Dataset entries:
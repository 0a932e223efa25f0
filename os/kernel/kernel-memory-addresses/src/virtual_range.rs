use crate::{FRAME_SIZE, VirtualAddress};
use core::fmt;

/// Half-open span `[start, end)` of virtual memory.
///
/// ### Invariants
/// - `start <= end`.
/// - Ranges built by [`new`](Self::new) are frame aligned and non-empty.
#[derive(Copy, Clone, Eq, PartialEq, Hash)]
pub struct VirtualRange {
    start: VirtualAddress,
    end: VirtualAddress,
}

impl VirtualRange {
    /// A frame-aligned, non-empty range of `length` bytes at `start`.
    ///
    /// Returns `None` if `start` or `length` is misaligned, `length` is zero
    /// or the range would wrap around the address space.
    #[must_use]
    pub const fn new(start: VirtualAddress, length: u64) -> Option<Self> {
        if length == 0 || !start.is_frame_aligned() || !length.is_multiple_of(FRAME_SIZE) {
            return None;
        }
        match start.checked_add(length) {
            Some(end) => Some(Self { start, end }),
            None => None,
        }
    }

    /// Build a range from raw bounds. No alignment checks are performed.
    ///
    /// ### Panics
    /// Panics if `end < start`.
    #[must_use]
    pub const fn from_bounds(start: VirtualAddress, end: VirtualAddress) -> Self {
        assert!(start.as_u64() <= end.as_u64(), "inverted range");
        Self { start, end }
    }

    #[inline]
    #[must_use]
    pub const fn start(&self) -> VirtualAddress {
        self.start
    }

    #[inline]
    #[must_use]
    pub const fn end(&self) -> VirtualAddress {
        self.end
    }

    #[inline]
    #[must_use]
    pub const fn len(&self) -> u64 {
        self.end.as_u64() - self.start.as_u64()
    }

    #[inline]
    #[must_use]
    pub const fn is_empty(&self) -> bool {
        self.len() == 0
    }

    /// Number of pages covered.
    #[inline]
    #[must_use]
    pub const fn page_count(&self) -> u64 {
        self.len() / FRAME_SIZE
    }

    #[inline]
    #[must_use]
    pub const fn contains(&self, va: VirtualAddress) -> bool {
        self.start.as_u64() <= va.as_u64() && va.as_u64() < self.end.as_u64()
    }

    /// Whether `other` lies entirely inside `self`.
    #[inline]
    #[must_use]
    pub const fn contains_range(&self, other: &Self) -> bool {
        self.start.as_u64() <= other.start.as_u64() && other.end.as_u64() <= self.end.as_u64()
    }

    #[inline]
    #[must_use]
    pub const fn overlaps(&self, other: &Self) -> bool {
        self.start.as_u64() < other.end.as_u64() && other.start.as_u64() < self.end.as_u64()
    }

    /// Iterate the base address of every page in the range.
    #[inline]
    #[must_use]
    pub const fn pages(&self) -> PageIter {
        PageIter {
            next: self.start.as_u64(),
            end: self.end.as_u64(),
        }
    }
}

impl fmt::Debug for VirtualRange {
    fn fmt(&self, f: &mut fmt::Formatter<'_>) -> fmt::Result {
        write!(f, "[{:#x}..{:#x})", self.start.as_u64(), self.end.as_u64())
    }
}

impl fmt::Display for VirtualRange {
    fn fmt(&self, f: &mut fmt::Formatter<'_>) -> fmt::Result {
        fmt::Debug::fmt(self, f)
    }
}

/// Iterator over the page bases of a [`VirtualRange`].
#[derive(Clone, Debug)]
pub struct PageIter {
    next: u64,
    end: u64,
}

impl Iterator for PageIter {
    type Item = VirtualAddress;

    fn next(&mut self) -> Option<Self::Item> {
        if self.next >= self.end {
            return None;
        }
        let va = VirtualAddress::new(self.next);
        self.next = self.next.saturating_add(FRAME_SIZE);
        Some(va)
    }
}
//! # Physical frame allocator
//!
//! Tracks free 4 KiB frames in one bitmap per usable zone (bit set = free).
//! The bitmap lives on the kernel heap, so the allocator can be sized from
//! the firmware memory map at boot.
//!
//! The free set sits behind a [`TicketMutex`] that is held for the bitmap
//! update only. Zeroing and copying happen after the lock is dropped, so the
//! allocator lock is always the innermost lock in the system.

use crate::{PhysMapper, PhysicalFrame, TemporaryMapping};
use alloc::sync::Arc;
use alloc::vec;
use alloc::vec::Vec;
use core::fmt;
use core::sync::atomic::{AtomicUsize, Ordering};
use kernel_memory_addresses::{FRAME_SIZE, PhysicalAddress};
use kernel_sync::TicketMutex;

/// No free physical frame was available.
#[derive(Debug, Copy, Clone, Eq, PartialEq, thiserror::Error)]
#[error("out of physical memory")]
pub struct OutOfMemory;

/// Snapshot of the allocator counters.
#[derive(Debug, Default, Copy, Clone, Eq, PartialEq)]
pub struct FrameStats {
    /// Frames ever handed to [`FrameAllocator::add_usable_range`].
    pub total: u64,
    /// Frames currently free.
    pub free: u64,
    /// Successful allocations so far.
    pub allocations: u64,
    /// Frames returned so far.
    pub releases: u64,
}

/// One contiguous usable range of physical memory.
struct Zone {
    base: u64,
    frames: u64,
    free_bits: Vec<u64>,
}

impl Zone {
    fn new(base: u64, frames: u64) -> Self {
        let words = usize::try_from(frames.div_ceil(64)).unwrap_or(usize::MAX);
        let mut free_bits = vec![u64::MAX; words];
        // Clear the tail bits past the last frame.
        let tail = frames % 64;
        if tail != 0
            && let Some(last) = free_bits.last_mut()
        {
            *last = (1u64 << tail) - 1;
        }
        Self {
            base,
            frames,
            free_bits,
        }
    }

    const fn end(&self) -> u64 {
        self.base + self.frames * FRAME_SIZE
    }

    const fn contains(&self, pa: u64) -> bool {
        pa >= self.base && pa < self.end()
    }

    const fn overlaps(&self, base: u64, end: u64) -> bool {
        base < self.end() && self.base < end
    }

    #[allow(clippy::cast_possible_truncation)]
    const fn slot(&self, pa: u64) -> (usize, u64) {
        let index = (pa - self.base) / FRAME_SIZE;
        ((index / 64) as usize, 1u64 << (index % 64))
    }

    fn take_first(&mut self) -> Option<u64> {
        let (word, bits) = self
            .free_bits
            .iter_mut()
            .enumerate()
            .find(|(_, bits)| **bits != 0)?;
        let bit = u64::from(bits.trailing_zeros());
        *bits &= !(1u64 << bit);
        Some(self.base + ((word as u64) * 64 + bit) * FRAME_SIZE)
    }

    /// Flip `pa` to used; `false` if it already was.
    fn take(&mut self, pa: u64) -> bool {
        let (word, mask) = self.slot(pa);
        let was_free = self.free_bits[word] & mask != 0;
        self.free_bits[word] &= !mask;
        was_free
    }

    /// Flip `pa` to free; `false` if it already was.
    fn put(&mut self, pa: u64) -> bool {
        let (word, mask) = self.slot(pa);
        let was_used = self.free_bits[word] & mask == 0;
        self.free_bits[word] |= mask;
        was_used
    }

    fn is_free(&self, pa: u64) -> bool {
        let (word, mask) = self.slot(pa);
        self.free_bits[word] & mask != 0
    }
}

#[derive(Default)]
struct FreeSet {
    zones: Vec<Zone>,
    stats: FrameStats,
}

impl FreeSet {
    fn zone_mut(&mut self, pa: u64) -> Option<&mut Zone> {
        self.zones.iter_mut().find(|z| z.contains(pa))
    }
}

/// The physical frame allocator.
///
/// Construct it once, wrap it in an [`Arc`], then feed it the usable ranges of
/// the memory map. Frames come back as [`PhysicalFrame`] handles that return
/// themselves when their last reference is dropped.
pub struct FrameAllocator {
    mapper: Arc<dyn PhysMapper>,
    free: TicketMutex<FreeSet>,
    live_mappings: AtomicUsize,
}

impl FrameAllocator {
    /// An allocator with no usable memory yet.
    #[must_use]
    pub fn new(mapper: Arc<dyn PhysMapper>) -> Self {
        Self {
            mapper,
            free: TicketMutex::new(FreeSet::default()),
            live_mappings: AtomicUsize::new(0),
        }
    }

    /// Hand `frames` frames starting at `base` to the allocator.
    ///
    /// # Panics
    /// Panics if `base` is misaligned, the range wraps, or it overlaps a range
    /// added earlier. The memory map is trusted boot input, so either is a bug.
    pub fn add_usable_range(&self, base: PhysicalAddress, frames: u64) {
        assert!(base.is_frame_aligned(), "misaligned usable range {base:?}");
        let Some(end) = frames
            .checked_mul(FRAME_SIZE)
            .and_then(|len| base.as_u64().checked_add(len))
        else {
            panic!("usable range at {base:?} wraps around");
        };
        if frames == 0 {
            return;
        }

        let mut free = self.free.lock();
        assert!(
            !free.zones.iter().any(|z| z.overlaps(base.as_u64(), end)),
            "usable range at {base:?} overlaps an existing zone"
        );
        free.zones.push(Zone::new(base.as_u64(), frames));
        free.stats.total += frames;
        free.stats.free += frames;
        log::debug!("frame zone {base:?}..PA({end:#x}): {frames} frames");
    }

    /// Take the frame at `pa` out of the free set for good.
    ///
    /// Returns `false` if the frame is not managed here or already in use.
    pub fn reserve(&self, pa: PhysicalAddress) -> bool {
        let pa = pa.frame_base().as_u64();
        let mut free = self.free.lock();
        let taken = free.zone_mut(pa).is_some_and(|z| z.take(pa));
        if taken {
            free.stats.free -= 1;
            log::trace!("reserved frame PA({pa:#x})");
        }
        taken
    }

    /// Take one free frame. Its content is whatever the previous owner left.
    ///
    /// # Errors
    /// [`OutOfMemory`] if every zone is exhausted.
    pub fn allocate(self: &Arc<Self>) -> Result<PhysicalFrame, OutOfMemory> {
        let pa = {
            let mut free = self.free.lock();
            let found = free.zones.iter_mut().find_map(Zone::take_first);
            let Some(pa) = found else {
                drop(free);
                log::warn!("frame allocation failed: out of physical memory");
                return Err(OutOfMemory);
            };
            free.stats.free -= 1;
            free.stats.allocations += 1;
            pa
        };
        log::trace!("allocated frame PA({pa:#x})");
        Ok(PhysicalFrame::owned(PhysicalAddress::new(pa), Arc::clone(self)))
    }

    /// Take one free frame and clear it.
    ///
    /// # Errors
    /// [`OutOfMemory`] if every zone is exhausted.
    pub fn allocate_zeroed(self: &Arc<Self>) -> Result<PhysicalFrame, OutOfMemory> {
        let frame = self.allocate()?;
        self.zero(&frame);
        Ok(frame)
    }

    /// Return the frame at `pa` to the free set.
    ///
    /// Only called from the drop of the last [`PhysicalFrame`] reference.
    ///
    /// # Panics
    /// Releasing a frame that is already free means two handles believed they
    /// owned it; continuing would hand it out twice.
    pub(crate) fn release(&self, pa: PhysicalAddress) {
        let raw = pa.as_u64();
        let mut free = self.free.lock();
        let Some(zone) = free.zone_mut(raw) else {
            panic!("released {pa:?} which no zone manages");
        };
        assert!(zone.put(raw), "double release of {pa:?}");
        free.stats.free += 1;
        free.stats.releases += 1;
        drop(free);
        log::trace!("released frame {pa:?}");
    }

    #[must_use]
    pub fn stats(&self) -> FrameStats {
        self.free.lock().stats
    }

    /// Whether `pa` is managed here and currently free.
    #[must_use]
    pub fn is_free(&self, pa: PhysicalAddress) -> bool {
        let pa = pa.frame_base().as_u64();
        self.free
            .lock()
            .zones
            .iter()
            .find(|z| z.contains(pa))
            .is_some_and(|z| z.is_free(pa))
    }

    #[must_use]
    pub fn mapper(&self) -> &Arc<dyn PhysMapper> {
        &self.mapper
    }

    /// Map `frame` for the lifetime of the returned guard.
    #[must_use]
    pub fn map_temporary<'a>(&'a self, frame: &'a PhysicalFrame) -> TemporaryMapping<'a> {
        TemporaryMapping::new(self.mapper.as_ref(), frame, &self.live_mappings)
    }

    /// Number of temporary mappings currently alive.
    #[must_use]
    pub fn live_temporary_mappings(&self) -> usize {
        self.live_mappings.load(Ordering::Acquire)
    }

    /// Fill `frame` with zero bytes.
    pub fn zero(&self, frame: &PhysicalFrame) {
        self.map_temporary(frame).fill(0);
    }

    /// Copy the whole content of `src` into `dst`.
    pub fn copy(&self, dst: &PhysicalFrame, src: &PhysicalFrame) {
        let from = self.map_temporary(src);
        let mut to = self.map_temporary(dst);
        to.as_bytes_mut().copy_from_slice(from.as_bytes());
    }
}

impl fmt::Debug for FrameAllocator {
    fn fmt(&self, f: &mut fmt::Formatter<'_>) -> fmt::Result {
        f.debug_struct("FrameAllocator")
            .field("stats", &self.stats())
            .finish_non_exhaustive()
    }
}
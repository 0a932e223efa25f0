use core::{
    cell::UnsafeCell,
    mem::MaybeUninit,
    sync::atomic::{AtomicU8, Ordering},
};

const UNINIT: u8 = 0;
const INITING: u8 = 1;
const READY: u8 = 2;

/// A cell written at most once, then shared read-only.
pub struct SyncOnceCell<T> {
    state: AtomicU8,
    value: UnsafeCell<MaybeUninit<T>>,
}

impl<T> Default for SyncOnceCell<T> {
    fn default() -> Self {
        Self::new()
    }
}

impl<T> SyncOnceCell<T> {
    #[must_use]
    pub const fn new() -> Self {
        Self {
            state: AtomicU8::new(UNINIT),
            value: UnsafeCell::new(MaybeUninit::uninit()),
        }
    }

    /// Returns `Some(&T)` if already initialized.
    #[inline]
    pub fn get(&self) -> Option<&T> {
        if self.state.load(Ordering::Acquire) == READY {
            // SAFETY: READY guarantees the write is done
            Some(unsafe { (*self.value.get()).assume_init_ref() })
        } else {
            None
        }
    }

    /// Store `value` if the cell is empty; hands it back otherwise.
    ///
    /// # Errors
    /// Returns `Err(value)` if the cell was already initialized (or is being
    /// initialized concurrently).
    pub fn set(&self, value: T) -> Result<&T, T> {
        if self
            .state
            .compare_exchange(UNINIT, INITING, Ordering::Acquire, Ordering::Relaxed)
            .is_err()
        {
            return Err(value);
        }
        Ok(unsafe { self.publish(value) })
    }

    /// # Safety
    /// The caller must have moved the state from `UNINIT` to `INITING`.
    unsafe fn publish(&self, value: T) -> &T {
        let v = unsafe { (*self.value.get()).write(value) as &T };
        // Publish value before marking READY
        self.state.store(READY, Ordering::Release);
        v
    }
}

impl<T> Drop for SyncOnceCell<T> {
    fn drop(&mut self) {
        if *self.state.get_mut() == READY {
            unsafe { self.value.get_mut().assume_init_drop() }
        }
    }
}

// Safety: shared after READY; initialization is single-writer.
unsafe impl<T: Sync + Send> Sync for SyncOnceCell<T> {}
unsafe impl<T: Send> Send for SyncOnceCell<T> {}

EXERCISE REQUIREMENTS:
Nothing but lines that contain "else" should appear in the answer. Copy each from the records.

FINAL ANSWER:
        else {
            let Some(pa) = found else {
        let Some(zone) = free.zone_mut(raw) else {
        } else {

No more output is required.